Output the data that follows exactly, line for line.

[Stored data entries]
*** Block opens ***

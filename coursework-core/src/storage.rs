//! Durable key-value storage boundary.
//!
//! The task store is the only client. `get` on an unknown key is `Ok(None)`,
//! never an error; `set` fully overwrites whatever the key held before.

use anyhow::{Context, Result};
use std::collections::HashMap;
use std::fs;
use std::path::PathBuf;

pub trait Storage {
    fn get(&self, key: &str) -> Result<Option<Vec<u8>>>;
    fn set(&mut self, key: &str, value: &[u8]) -> Result<()>;
}

impl<S: Storage + ?Sized> Storage for &mut S {
    fn get(&self, key: &str) -> Result<Option<Vec<u8>>> {
        (**self).get(key)
    }

    fn set(&mut self, key: &str, value: &[u8]) -> Result<()> {
        (**self).set(key, value)
    }
}

/// In-memory storage. Nothing survives the process; used for tests and
/// ephemeral sessions.
#[derive(Debug, Default, Clone)]
pub struct MemoryStorage {
    entries: HashMap<String, Vec<u8>>,
}

impl MemoryStorage {
    pub fn new() -> Self {
        Self::default()
    }
}

impl Storage for MemoryStorage {
    fn get(&self, key: &str) -> Result<Option<Vec<u8>>> {
        Ok(self.entries.get(key).cloned())
    }

    fn set(&mut self, key: &str, value: &[u8]) -> Result<()> {
        self.entries.insert(key.to_string(), value.to_vec());
        Ok(())
    }
}

/// File-backed storage: one `<key>.json` file per key under a directory.
#[derive(Debug, Clone)]
pub struct FileStorage {
    dir: PathBuf,
}

impl FileStorage {
    pub fn new(dir: impl Into<PathBuf>) -> Self {
        Self { dir: dir.into() }
    }

    /// Default location under the user's home directory.
    pub fn in_home() -> Result<Self> {
        let home = std::env::var("HOME").context("HOME is not set")?;
        Ok(Self::new(PathBuf::from(home).join(".coursework")))
    }

    fn key_path(&self, key: &str) -> PathBuf {
        self.dir.join(format!("{key}.json"))
    }
}

impl Storage for FileStorage {
    fn get(&self, key: &str) -> Result<Option<Vec<u8>>> {
        let p = self.key_path(key);
        if !p.exists() {
            return Ok(None);
        }
        let bytes = fs::read(&p).with_context(|| format!("read {}", p.display()))?;
        Ok(Some(bytes))
    }

    fn set(&mut self, key: &str, value: &[u8]) -> Result<()> {
        fs::create_dir_all(&self.dir).with_context(|| format!("create {}", self.dir.display()))?;
        let p = self.key_path(key);
        fs::write(&p, value).with_context(|| format!("write {}", p.display()))?;
        Ok(())
    }
}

*** Block closes ***

REPLY>
filename coursework-core/src/storage.rs
//! Durable key-value storage boundary.
//!
//! The task store is the only client. `get` on an unknown key is `Ok(None)`,
//! never an error; `set` fully overwrites whatever the key held before.

use anyhow::{Context, Result};
use std::collections::HashMap;
use std::fs;
use std::path::PathBuf;

pub trait Storage {
    fn get(&self, key: &str) -> Result<Option<Vec<u8>>>;
    fn set(&mut self, key: &str, value: &[u8]) -> Result<()>;
}

impl<S: Storage + ?Sized> Storage for &mut S {
    fn get(&self, key: &str) -> Result<Option<Vec<u8>>> {
        (**self).get(key)
    }

    fn set(&mut self, key: &str, value: &[u8]) -> Result<()> {
        (**self).set(key, value)
    }
}

/// In-memory storage. Nothing survives the process; used for tests and
/// ephemeral sessions.
#[derive(Debug, Default, Clone)]
pub struct MemoryStorage {
    entries: HashMap<String, Vec<u8>>,
}

impl MemoryStorage {
    pub fn new() -> Self {
        Self::default()
    }
}

impl Storage for MemoryStorage {
    fn get(&self, key: &str) -> Result<Option<Vec<u8>>> {
        Ok(self.entries.get(key).cloned())
    }

    fn set(&mut self, key: &str, value: &[u8]) -> Result<()> {
        self.entries.insert(key.to_string(), value.to_vec());
        Ok(())
    }
}

/// File-backed storage: one `<key>.json` file per key under a directory.
#[derive(Debug, Clone)]
pub struct FileStorage {
    dir: PathBuf,
}

impl FileStorage {
    pub fn new(dir: impl Into<PathBuf>) -> Self {
        Self { dir: dir.into() }
    }

    /// Default location under the user's home directory.
    pub fn in_home() -> Result<Self> {
        let home = std::env::var("HOME").context("HOME is not set")?;
        Ok(Self::new(PathBuf::from(home).join(".coursework")))
    }

    fn key_path(&self, key: &str) -> PathBuf {
        self.dir.join(format!("{key}.json"))
    }
}

impl Storage for FileStorage {
    fn get(&self, key: &str) -> Result<Option<Vec<u8>>> {
        let p = self.key_path(key);
        if !p.exists() {
            return Ok(None);
        }
        let bytes = fs::read(&p).with_context(|| format!("read {}", p.display()))?;
        Ok(Some(bytes))
    }

    fn set(&mut self, key: &str, value: &[u8]) -> Result<()> {
        fs::create_dir_all(&self.dir).with_context(|| format!("create {}", self.dir.display()))?;
        let p = self.key_path(key);
        fs::write(&p, value).with_context(|| format!("write {}", p.display()))?;
        Ok(())
    }
}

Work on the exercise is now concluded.